* Task requirements: Starting at the top of the listing below, copy each line exactly, stopping after the line that contains "so a resumed".

* Exercise input:
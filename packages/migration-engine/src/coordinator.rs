//! Batch run coordination across bounded execution windows.
//!
//! The coordinator owns no wall-clock policy of its own: the caller
//! injects a time budget, and each [`BatchRunCoordinator::tick`]
//! processes migrations in dependency order until the budget expires
//! or the run finishes. Between ticks the caller persists
//! [`RunState`], which round-trips exactly through JSON so a resumed
//! run continues with the same remaining order and row cursor.

use std::collections::{BTreeMap, VecDeque};
use std::sync::Arc;
use std::time::{Duration, Instant};

use serde::{Deserialize, Serialize};
use tracing::{info, warn};

use crate::destination::DestinationWriter;
use crate::error::RunError;
use crate::executor::{ExecutionProgress, MigrationExecutor, MigrationStatus};
use crate::id_map::IdMap;
use crate::registry::MigrationRegistry;
use crate::source::SourceRowProvider;
use crate::types::MigrationId;

/// Caller-supplied knobs for a run.
#[derive(Debug, Clone)]
pub struct RunOptions {
    /// Wall-clock budget per tick. `None` means run to completion in
    /// one tick.
    pub time_budget: Option<Duration>,
    pub dry_run: bool,
    /// Most-recent message count retained in the run log.
    pub log_capacity: usize,
}

impl Default for RunOptions {
    fn default() -> Self {
        Self {
            time_budget: None,
            dry_run: false,
            log_capacity: 100,
        }
    }
}

/// Bounded message ring: keeps the most recent `capacity` entries.
#[derive(Debug, Clone, Serialize, Deserialize)]
pub struct MessageLog {
    capacity: usize,
    entries: VecDeque<String>,
}

impl MessageLog {
    pub fn new(capacity: usize) -> Self {
        Self {
            capacity,
            entries: VecDeque::new(),
        }
    }

    pub fn push(&mut self, message: impl Into<String>) {
        if self.capacity == 0 {
            return;
        }
        if self.entries.len() == self.capacity {
            self.entries.pop_front();
        }
        self.entries.push_back(message.into());
    }

    /// Messages most recent first.
    pub fn recent(&self) -> Vec<String> {
        self.entries.iter().rev().cloned().collect()
    }

    pub fn len(&self) -> usize {
        self.entries.len()
    }

    pub fn is_empty(&self) -> bool {
        self.entries.is_empty()
    }
}

/// Accumulated result for one migration across ticks.
#[derive(Debug, Clone, Serialize, Deserialize)]
pub struct MigrationOutcome {
    pub id: MigrationId,
    pub status: MigrationStatus,
    pub imported: u64,
    pub updated: u64,
    pub unchanged: u64,
    pub skipped_rows: u64,
    pub failed_rows: u64,
}

impl MigrationOutcome {
    fn pending(id: MigrationId) -> Self {
        Self {
            id,
            status: MigrationStatus::Pending,
            imported: 0,
            updated: 0,
            unchanged: 0,
            skipped_rows: 0,
            failed_rows: 0,
        }
    }

    fn absorb(&mut self, progress: &ExecutionProgress) {
        self.status = progress.status;
        self.imported += progress.imported;
        self.updated += progress.updated;
        self.unchanged += progress.unchanged;
        self.skipped_rows += progress.skipped_rows;
        self.failed_rows += progress.failed_rows;
    }
}

/// Resumable state of one run. Persisted by the host between bounded
/// execution windows; all counters are monotonically non-decreasing.
#[derive(Debug, Clone, Serialize, Deserialize)]
pub struct RunState {
    /// Dependency-ordered migration ids, fixed for the whole run.
    order: Vec<MigrationId>,
    /// Index of the migration currently (or next) being processed.
    position: usize,
    /// Row cursor within the current migration.
    cursor: u64,
    outcomes: BTreeMap<MigrationId, MigrationOutcome>,
    successes: u64,
    failures: u64,
    processed_rows: u64,
    log: MessageLog,
    dry_run: bool,
}

impl RunState {
    fn new(order: Vec<MigrationId>, options: &RunOptions) -> Self {
        let outcomes = order
            .iter()
            .map(|id| (id.clone(), MigrationOutcome::pending(id.clone())))
            .collect();
        Self {
            order,
            position: 0,
            cursor: 0,
            outcomes,
            successes: 0,
            failures: 0,
            processed_rows: 0,
            log: MessageLog::new(options.log_capacity),
            dry_run: options.dry_run,
        }
    }

    pub fn is_finished(&self) -> bool {
        self.position >= self.order.len()
    }

    pub fn current(&self) -> Option<&MigrationId> {
        self.order.get(self.position)
    }

    pub fn cursor(&self) -> u64 {
        self.cursor
    }

    pub fn outcome(&self, id: &MigrationId) -> Option<&MigrationOutcome> {
        self.outcomes.get(id)
    }

    pub fn to_json(&self) -> serde_json::Result<String> {
        serde_json::to_string(self)
    }

    pub fn from_json(json: &str) -> Result<Self, RunError> {
        serde_json::from_str(json).map_err(|e| RunError::InvalidState(e.to_string()))
    }

    /// Final report for the run so far. Always available, even after
    /// partial failure: the run never ends without one.
    pub fn report(&self) -> RunReport {
        RunReport {
            migrations: self
                .order
                .iter()
                .filter_map(|id| self.outcomes.get(id).cloned())
                .collect(),
            successes: self.successes,
            failures: self.failures,
            processed_rows: self.processed_rows,
            messages: self.log.recent(),
        }
    }
}

/// Aggregate outcome of a run.
#[derive(Debug, Clone, Serialize, Deserialize)]
pub struct RunReport {
    /// Per-migration terminal states in run order.
    pub migrations: Vec<MigrationOutcome>,
    /// Migrations that completed.
    pub successes: u64,
    /// Migrations that failed.
    pub failures: u64,
    pub processed_rows: u64,
    /// Bounded log, most recent first.
    pub messages: Vec<String>,
}

impl RunReport {
    pub fn is_success(&self) -> bool {
        self.failures == 0
    }
}

/// Result of one bounded tick.
#[derive(Debug)]
pub enum RunTick {
    /// Run complete; nothing left to resume.
    Finished(RunReport),
    /// Time budget exhausted; persist the state and re-invoke later.
    Yielded,
}

/// Runs a dependency-ordered migration list across bounded ticks.
pub struct BatchRunCoordinator {
    source: Arc<dyn SourceRowProvider>,
    destination: Arc<dyn DestinationWriter>,
    id_map: Arc<dyn IdMap>,
    options: RunOptions,
}

impl BatchRunCoordinator {
    pub fn new(
        source: Arc<dyn SourceRowProvider>,
        destination: Arc<dyn DestinationWriter>,
        id_map: Arc<dyn IdMap>,
        options: RunOptions,
    ) -> Self {
        Self {
            source,
            destination,
            id_map,
            options,
        }
    }

    /// Begin a run over the requested migrations (plus transitive
    /// dependencies), dependency-ordered.
    ///
    /// Topology errors abort here, before any source row is read.
    pub fn start(
        &self,
        registry: &MigrationRegistry,
        requested: &[MigrationId],
    ) -> Result<RunState, RunError> {
        let ordered = registry.dependency_order(requested)?;
        let order: Vec<MigrationId> = ordered.into_iter().map(|d| d.id).collect();
        info!(migrations = order.len(), "run starting");
        Ok(RunState::new(order, &self.options))
    }

    /// Process migrations until the run finishes or the time budget
    /// expires. The state is left resumable in either case.
    pub async fn tick(
        &self,
        registry: &MigrationRegistry,
        state: &mut RunState,
    ) -> Result<RunTick, RunError> {
        let deadline = self.options.time_budget.map(|budget| Instant::now() + budget);
        let executor = MigrationExecutor::new(
            self.source.as_ref(),
            self.destination.as_ref(),
            self.id_map.as_ref(),
        )
        .dry_run(state.dry_run);

        while let Some(id) = state.current().cloned() {
            let def = registry.get(&id).ok_or_else(|| {
                RunError::InvalidState(format!("run state references unknown migration {id}"))
            })?;

            let resuming = state.cursor > 0;
            if !resuming {
                if !def.enabled {
                    self.finish_migration(state, &id, MigrationStatus::Disabled);
                    state.log.push(format!("{id}: disabled by configuration"));
                    continue;
                }

                if let Some(unmet) = self.unmet_dependency(state, def) {
                    self.finish_migration(state, &id, MigrationStatus::Skipped);
                    state
                        .log
                        .push(format!("{id}: skipped, prerequisite {unmet} did not complete"));
                    continue;
                }

                match self.source.supports(def).await {
                    Ok(true) => {}
                    Ok(false) => {
                        self.finish_migration(state, &id, MigrationStatus::Skipped);
                        state
                            .log
                            .push(format!("{id}: skipped, source capability check failed"));
                        continue;
                    }
                    Err(err) => {
                        warn!(migration = %id, error = %err, "capability check failed");
                        self.finish_migration(state, &id, MigrationStatus::Failed);
                        state.failures += 1;
                        state.log.push(format!("{id}: {err}"));
                        continue;
                    }
                }
            }

            let progress = executor.execute(def, state.cursor, deadline).await;
            state.processed_rows += progress.processed;
            for message in &progress.messages {
                state.log.push(message.clone());
            }
            if let Some(outcome) = state.outcomes.get_mut(&id) {
                outcome.absorb(&progress);
            }

            match progress.status {
                MigrationStatus::Incomplete => {
                    state.cursor = progress.cursor;
                    info!(migration = %id, cursor = state.cursor, "yielding");
                    return Ok(RunTick::Yielded);
                }
                MigrationStatus::Completed => {
                    state.successes += 1;
                    self.advance(state);
                }
                MigrationStatus::Failed => {
                    state.failures += 1;
                    self.advance(state);
                }
                // The executor only returns the three states above.
                other => {
                    return Err(RunError::InvalidState(format!(
                        "executor returned non-terminal status {}",
                        other.as_str()
                    )));
                }
            }
        }

        let report = state.report();
        info!(
            successes = report.successes,
            failures = report.failures,
            rows = report.processed_rows,
            "run finished"
        );
        Ok(RunTick::Finished(report))
    }

    /// Drive ticks until the run finishes. Used where the caller has
    /// no external batch system to yield to.
    ///
    /// A tick that yields without moving the run forward stops the
    /// loop with `RunError::Stalled`: under a too-small budget every
    /// tick would yield at zero rows forever.
    pub async fn run_to_completion(
        &self,
        registry: &MigrationRegistry,
        requested: &[MigrationId],
    ) -> Result<RunReport, RunError> {
        let mut state = self.start(registry, requested)?;
        loop {
            let before = (state.position, state.cursor, state.processed_rows);
            match self.tick(registry, &mut state).await? {
                RunTick::Finished(report) => return Ok(report),
                RunTick::Yielded => {
                    if (state.position, state.cursor, state.processed_rows) == before {
                        return Err(RunError::Stalled);
                    }
                }
            }
        }
    }

    /// Roll back the requested migrations in reverse dependency order.
    pub async fn rollback(
        &self,
        registry: &MigrationRegistry,
        requested: &[MigrationId],
    ) -> Result<u64, RunError> {
        let ordered = registry.dependency_order(requested)?;
        let executor = MigrationExecutor::new(
            self.source.as_ref(),
            self.destination.as_ref(),
            self.id_map.as_ref(),
        );
        let mut removed = 0;
        for def in ordered.iter().rev() {
            match executor.rollback(def).await {
                Ok(count) => removed += count,
                Err(err) => warn!(migration = %def.id, error = %err, "rollback failed"),
            }
        }
        Ok(removed)
    }

    fn unmet_dependency<'d>(
        &self,
        state: &RunState,
        def: &'d crate::registry::MigrationDefinition,
    ) -> Option<&'d MigrationId> {
        def.dependencies.iter().find(|dep| {
            state
                .outcomes
                .get(dep)
                .map(|o| o.status != MigrationStatus::Completed)
                .unwrap_or(true)
        })
    }

    fn finish_migration(&self, state: &mut RunState, id: &MigrationId, status: MigrationStatus) {
        if let Some(outcome) = state.outcomes.get_mut(id) {
            outcome.status = status;
        }
        self.advance(state);
    }

    fn advance(&self, state: &mut RunState) {
        state.position += 1;
        state.cursor = 0;
    }
}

* Task output:
filename packages/migration-engine/src/coordinator.rs
//! Batch run coordination across bounded execution windows.
//!
//! The coordinator owns no wall-clock policy of its own: the caller
//! injects a time budget, and each [`BatchRunCoordinator::tick`]
//! processes migrations in dependency order until the budget expires
//! or the run finishes. Between ticks the caller persists
//! [`RunState`], which round-trips exactly through JSON so a resumed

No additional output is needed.